Sábado 8 de abril

 

 

En ese mismo instante el Señor se volvió a ver a Pedro, entonces Pedro se acordó de las palabras del Señor, cuando le dijo: Antes que cante el gallo, me negarás tres veces.

Lucas 22,61

¿Cómo Pedro no iba a negar a Jesús, si él nunca lo conoció realmente?

Pedro, en este texto, fue muy coherente consigo mismo, con todo lo que él realmente había vivido como discípulo. Un discípulo que retaba al Jesús que quería morir en la cruz.

Pedro quería un Jesús poderoso, que fuera violento, que liberara a través de la espada; él no quería y negaba a este Jesús que vino a servir, a ayudar a los marginados, a poner en primer lugar a los niños y a las mujeres, que llamaba a los pecadores y decía que los últimos eran los más importantes en el reino de Dios.
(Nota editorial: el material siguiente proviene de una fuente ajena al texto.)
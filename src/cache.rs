//! Generic cache collaborator.
//!
//! The core only requires the get/set/invalidate contract; any backend can
//! stand behind it. [`MemoryCache`] is the bundled in-process
//! implementation, useful for development, testing, and single-node runs.

use async_trait::async_trait;
use std::collections::HashMap;
use std::time::{Duration, Instant};
use tokio::sync::RwLock;

/// Key/value cache with optional time-to-live.
#[async_trait]
pub trait Cache: Send + Sync {
    /// Fetch a value, `None` when absent or expired.
    async fn get(&self, key: &str) -> Option<String>;

    /// Store a value; `ttl` of `None` keeps it until invalidated.
    async fn set(&self, key: &str, value: String, ttl: Option<Duration>);

    /// Drop a key.
    async fn invalidate(&self, key: &str);
}

struct CacheEntry {
    value: String,
    expires_at: Option<Instant>,
}

impl CacheEntry {
    fn is_expired(&self) -> bool {
        self.expires_at.is_some_and(|deadline| Instant::now() >= deadline)
    }
}

/// In-memory [`Cache`] implementation.
#[derive(Default)]
pub struct MemoryCache {
    entries: RwLock<HashMap<String, CacheEntry>>,
}

impl MemoryCache {
    pub fn new() -> Self {
        Self::default()
    }
}

#[async_trait]
impl Cache for MemoryCache {
    async fn get(&self, key: &str) -> Option<String> {
        {
            let entries = self.entries.read().await;
            match entries.get(key) {
                Some(entry) if !entry.is_expired() => return Some(entry.value.clone()),
                Some(_) => {}
                None => return None,
            }
        }

        // Expired: drop the stale entry before reporting a miss.
        let mut entries = self.entries.write().await;
        if entries.get(key).is_some_and(CacheEntry::is_expired) {
            entries.remove(key);
        }
        None
    }

    async fn set(&self, key: &str, value: String, ttl: Option<Duration>) {
        let entry = CacheEntry {
            value,
            expires_at: ttl.map(|ttl| Instant::now() + ttl),
        };
        self.entries.write().await.insert(key.to_string(), entry);
    }

    async fn invalidate(&self, key: &str) {
        self.entries.write().await.remove(key);
    }
}
//! Dexgate Types
//!
//! Shared models and traits for the dexgate swap-quote aggregation gateway.
//! This crate contains all domain models organized by business entity.

pub mod cache;
pub mod limit;
pub mod models;
pub mod providers;
pub mod quotes;

// Re-export chrono and serde_json for convenience
pub use chrono;
pub use serde_json;

// Re-export commonly used types for convenience
pub use quotes::{
	AggregatedQuote, AggregatorError, AggregatorResult, NormalizedQuote, PreparedSwap,
	QuoteParams, QuoteRequest, QuoteResponse, QuoteValidationError, QuoteValidationResult,
	SwapPrepareParams, SwapPrepareRequest,
};

pub use providers::{
	HttpTransport, ProviderError, ProviderId, ProviderResult, QuoteProvider, TransportError,
	TransportResponse,
};

pub use cache::{CacheEntry, QuoteCache};

pub use limit::{RateLimitDecision, RateLimitError, RateLimiter};

pub use models::SecretString;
Éste no era, para Pedro, su Jesús, su Señor a quien él quería realmente como proyección de sus ambiciones de poder.

Me pregunto cuántas veces negamos con nuestras actitudes a este Jesús de la cruz; cuántas veces no queremos recorrer el camino de la cruz, el camino de darle lugar al prójimo en nuestra vida, ya que buscamos el poder.

Este texto nos sirve para darnos cuenta de que muchas veces buscamos y queremos al mismo Jesús que buscaba Pedro; al Jesús de la gloria, como decía Lutero, que cuando habla del Dios de la cruz y de la gloria, afirmaba que el Dios de la gloria llama a lo bueno malo y malo a lo bueno.

Si como Iglesia buscamos y seguimos al Dios de la cruz, resucitaremos con Jesús; si lo negamos, lloraremos amargamente.